▶ _What to produce_: Up to and including the line with "if self.duration_ms <= 0.0", return every line from the start of the entries below exactly.

▶ _The data_:

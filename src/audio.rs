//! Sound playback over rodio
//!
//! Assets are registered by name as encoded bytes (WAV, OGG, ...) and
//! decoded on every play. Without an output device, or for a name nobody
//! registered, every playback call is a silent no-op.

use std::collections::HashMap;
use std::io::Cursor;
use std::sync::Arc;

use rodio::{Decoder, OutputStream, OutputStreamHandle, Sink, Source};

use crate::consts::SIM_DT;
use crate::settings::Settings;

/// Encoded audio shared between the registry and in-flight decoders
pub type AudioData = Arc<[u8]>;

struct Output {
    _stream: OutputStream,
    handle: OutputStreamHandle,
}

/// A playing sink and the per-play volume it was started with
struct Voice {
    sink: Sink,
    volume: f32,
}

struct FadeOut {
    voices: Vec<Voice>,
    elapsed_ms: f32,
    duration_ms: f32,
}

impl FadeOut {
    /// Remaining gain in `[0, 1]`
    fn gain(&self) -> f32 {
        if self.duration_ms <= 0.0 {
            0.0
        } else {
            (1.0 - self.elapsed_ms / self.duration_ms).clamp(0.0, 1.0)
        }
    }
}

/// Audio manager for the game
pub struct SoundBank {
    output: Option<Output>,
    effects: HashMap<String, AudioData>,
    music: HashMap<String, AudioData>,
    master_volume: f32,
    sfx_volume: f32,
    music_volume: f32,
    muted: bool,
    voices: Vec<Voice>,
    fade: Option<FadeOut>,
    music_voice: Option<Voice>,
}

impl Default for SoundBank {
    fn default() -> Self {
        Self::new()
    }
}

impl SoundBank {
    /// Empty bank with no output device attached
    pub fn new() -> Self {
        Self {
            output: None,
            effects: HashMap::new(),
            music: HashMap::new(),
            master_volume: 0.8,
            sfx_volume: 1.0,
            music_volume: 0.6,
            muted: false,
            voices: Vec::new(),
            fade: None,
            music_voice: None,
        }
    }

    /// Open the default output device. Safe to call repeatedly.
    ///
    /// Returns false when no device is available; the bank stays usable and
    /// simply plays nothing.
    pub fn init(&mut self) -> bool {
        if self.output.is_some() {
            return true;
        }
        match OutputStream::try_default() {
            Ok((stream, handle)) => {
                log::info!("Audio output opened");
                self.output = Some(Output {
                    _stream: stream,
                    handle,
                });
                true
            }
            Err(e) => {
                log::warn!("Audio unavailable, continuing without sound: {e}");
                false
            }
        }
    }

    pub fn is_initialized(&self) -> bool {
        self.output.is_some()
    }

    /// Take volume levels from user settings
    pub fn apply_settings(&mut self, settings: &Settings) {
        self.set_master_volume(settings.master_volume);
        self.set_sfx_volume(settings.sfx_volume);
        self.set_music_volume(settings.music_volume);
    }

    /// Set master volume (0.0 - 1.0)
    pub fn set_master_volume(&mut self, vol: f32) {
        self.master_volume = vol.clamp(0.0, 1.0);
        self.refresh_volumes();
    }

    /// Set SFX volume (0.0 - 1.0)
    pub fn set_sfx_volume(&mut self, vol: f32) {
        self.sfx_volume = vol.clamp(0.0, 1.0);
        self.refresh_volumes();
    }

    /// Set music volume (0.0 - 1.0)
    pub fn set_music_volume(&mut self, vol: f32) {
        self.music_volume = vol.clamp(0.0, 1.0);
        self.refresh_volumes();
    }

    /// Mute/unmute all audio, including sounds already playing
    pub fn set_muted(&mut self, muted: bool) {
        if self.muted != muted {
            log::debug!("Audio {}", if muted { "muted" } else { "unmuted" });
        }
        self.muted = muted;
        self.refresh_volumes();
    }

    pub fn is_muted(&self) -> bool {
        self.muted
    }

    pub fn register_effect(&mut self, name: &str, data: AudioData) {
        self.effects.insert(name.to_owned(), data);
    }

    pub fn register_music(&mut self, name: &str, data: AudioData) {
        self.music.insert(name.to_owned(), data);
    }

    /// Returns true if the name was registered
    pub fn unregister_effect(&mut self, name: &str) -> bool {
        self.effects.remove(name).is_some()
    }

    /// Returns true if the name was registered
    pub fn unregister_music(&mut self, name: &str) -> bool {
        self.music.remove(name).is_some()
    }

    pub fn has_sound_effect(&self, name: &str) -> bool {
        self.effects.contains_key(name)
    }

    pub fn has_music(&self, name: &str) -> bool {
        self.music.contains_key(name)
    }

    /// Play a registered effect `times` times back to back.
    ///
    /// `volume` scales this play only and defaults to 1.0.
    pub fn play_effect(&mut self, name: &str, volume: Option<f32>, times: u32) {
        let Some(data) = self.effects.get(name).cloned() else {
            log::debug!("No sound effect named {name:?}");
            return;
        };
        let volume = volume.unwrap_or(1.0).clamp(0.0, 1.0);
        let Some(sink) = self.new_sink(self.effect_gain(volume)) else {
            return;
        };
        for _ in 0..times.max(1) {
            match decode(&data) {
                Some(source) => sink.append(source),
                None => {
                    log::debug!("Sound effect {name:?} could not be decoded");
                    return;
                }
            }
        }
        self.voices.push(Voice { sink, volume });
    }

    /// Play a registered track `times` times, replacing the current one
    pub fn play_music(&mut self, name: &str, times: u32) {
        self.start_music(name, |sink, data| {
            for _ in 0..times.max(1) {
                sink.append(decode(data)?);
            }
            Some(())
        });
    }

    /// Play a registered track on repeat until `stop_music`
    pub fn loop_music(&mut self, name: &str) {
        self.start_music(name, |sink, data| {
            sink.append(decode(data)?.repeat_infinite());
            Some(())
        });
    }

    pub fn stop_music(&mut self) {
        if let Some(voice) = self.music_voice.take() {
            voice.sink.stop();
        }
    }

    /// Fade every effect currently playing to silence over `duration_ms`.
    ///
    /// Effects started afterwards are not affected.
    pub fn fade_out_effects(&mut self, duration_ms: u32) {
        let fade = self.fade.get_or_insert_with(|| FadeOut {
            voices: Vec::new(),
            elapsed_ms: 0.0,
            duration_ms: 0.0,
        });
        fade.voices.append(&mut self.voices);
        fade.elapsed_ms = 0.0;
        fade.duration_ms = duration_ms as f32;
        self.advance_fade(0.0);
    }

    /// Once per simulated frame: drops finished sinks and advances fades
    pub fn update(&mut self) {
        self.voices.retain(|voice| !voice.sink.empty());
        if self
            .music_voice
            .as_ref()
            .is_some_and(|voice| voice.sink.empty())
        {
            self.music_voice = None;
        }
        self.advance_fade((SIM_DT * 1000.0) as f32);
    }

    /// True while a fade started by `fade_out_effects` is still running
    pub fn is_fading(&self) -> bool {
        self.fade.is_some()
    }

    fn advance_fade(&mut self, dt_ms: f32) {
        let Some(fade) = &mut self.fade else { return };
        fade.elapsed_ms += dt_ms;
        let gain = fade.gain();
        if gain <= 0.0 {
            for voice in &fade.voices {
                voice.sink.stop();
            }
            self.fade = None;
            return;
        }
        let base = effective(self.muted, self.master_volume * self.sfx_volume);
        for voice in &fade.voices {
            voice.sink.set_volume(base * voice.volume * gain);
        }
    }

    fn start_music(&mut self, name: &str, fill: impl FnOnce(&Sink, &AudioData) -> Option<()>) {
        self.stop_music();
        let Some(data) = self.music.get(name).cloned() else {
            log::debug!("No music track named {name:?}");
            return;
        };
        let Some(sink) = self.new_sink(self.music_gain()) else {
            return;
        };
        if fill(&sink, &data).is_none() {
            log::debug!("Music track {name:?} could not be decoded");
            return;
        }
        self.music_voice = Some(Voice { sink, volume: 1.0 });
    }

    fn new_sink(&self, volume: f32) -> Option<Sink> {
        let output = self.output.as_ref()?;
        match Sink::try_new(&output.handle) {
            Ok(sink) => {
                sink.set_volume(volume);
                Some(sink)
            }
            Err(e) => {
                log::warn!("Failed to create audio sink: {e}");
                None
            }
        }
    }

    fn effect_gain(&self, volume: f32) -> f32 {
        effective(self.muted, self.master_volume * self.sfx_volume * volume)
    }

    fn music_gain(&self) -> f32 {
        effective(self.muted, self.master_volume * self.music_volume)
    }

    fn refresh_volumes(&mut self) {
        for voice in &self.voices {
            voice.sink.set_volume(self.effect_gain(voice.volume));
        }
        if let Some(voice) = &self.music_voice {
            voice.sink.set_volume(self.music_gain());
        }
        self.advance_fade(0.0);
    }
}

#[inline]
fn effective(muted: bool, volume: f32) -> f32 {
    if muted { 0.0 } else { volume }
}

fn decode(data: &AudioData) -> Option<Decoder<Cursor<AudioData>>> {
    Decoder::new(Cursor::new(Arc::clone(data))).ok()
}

▶ _Output for this exercise_:
filename src/audio.rs
//! Sound playback over rodio
//!
//! Assets are registered by name as encoded bytes (WAV, OGG, ...) and
//! decoded on every play. Without an output device, or for a name nobody
//! registered, every playback call is a silent no-op.

use std::collections::HashMap;
use std::io::Cursor;
use std::sync::Arc;

use rodio::{Decoder, OutputStream, OutputStreamHandle, Sink, Source};

use crate::consts::SIM_DT;
use crate::settings::Settings;

/// Encoded audio shared between the registry and in-flight decoders
pub type AudioData = Arc<[u8]>;

struct Output {
    _stream: OutputStream,
    handle: OutputStreamHandle,
}

/// A playing sink and the per-play volume it was started with
struct Voice {
    sink: Sink,
    volume: f32,
}

struct FadeOut {
    voices: Vec<Voice>,
    elapsed_ms: f32,
    duration_ms: f32,
}

impl FadeOut {
    /// Remaining gain in `[0, 1]`
    fn gain(&self) -> f32 {
        if self.duration_ms <= 0.0 {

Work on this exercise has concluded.